WORK INSTRUCTION:
What lines in the records include the string "value"? Return each one.

(Data extracted from a collection)
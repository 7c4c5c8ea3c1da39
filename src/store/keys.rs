use chrono::NaiveDate;

use crate::store::StoreError;

/// Composite keys use `:` as the segment separator, so ids embedded in them
/// must not contain it. Empty ids would make prefixes collide across users.
fn require_plain_id(value: &str, field: &str) -> Result<(), StoreError> {
    if value.is_empty() {
        return Err(StoreError::Validation(format!("{field} must not be empty")));
    }
    if value.contains(':') {
        return Err(StoreError::Validation(format!(
            "{field} must not contain ':'"
        )));
    }
    Ok(())
}

pub fn user_key(user_id: &str) -> Result<String, StoreError> {
    require_plain_id(user_id, "userId")?;
    Ok(user_id.to_string())
}

pub fn word_key(word_id: &str) -> Result<String, StoreError> {
    require_plain_id(word_id, "wordId")?;
    Ok(word_id.to_string())
}

pub fn progress_key(user_id: &str, word_id: &str) -> Result<String, StoreError> {
    require_plain_id(user_id, "userId")?;
    require_plain_id(word_id, "wordId")?;
    Ok(format!("{user_id}:{word_id}"))
}

pub fn progress_prefix(user_id: &str) -> Result<String, StoreError> {
    require_plain_id(user_id, "userId")?;
    Ok(format!("{user_id}:"))
}

pub fn due_index_key(
    user_id: &str,
    due_ts_ms: i64,
    word_id: &str,
) -> Result<String, StoreError> {
    require_plain_id(user_id, "userId")?;
    require_plain_id(word_id, "wordId")?;
    let ts = due_ts_ms.max(0) as u64;
    Ok(format!("{user_id}:{ts:020}:{word_id}"))
}

pub fn due_index_prefix(user_id: &str) -> Result<String, StoreError> {
    require_plain_id(user_id, "userId")?;
    Ok(format!("{user_id}:"))
}

/// Parse `{user}:{ts:020}:{word}` back into (due timestamp, word id).
pub fn parse_due_index_item_key(key: &[u8]) -> Option<(i64, String)> {
    let text = std::str::from_utf8(key).ok()?;
    let mut parts = text.splitn(3, ':');
    let _user = parts.next()?;
    let ts = parts.next()?.parse::<i64>().ok()?;
    let word_id = parts.next()?;
    if word_id.is_empty() {
        return None;
    }
    Some((ts, word_id.to_string()))
}

pub fn quiz_session_key(session_id: &str) -> Result<String, StoreError> {
    require_plain_id(session_id, "sessionId")?;
    Ok(session_id.to_string())
}

pub fn quiz_session_user_index(user_id: &str, session_id: &str) -> Result<String, StoreError> {
    require_plain_id(user_id, "userId")?;
    require_plain_id(session_id, "sessionId")?;
    Ok(format!("user:{user_id}:{session_id}"))
}

pub fn quiz_session_user_prefix(user_id: &str) -> Result<String, StoreError> {
    require_plain_id(user_id, "userId")?;
    Ok(format!("user:{user_id}:"))
}

/// Answers are keyed by session plus a zero-padded sequence number so a
/// prefix scan returns them in the order they were asked.
pub fn quiz_answer_key(session_id: &str, seq: u32) -> Result<String, StoreError> {
    require_plain_id(session_id, "sessionId")?;
    Ok(format!("{session_id}:{seq:06}"))
}

pub fn quiz_answer_prefix(session_id: &str) -> Result<String, StoreError> {
    require_plain_id(session_id, "sessionId")?;
    Ok(format!("{session_id}:"))
}

pub fn streak_key(user_id: &str, date: NaiveDate) -> Result<String, StoreError> {
    require_plain_id(user_id, "userId")?;
    Ok(format!("{user_id}:{date}"))
}

pub fn streak_prefix(user_id: &str) -> Result<String, StoreError> {
    require_plain_id(user_id, "userId")?;
    Ok(format!("{user_id}:"))
}

#[cfg(test)]
mod tests {
    use super::*;

    #[test]
    fn due_index_orders_by_timestamp_asc() {
        let early = due_index_key("u1", 1_000, "w1").unwrap();
        let late = due_index_key("u1", 2_000, "w2").unwrap();
        assert!(early < late);
    }

    #[test]
    fn due_index_key_round_trips() {
        let key = due_index_key("u1", 123_456, "w9").unwrap();
        let (ts, word_id) = parse_due_index_item_key(key.as_bytes()).unwrap();
        assert_eq!(ts, 123_456);
        assert_eq!(word_id, "w9");
    }

    #[test]
    fn negative_timestamps_clamp_to_zero() {
        let key = due_index_key("u1", -5, "w1").unwrap();
        let (ts, _) = parse_due_index_item_key(key.as_bytes()).unwrap();
        assert_eq!(ts, 0);
    }

    #[test]
    fn ids_with_separator_rejected() {
        assert!(progress_key("u:1", "w1").is_err());
        assert!(progress_key("u1", "w:1").is_err());
        assert!(user_key("").is_err());
    }

    #[test]
    fn streak_key_uses_iso_date() {
        let date = NaiveDate::from_ymd_opt(2024, 3, 7).unwrap();
        assert_eq!(streak_key("u1", date).unwrap(), "u1:2024-03-07");
    }

    #[test]
    fn answer_keys_order_by_sequence() {
        let first = quiz_answer_key("s1", 1).unwrap();
        let tenth = quiz_answer_key("s1", 10).unwrap();
        assert!(first < tenth);
    }
}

FINISHED EXERCISE:
fn require_plain_id(value: &str, field: &str) -> Result<(), StoreError> {
    if value.is_empty() {
    if value.contains(':') {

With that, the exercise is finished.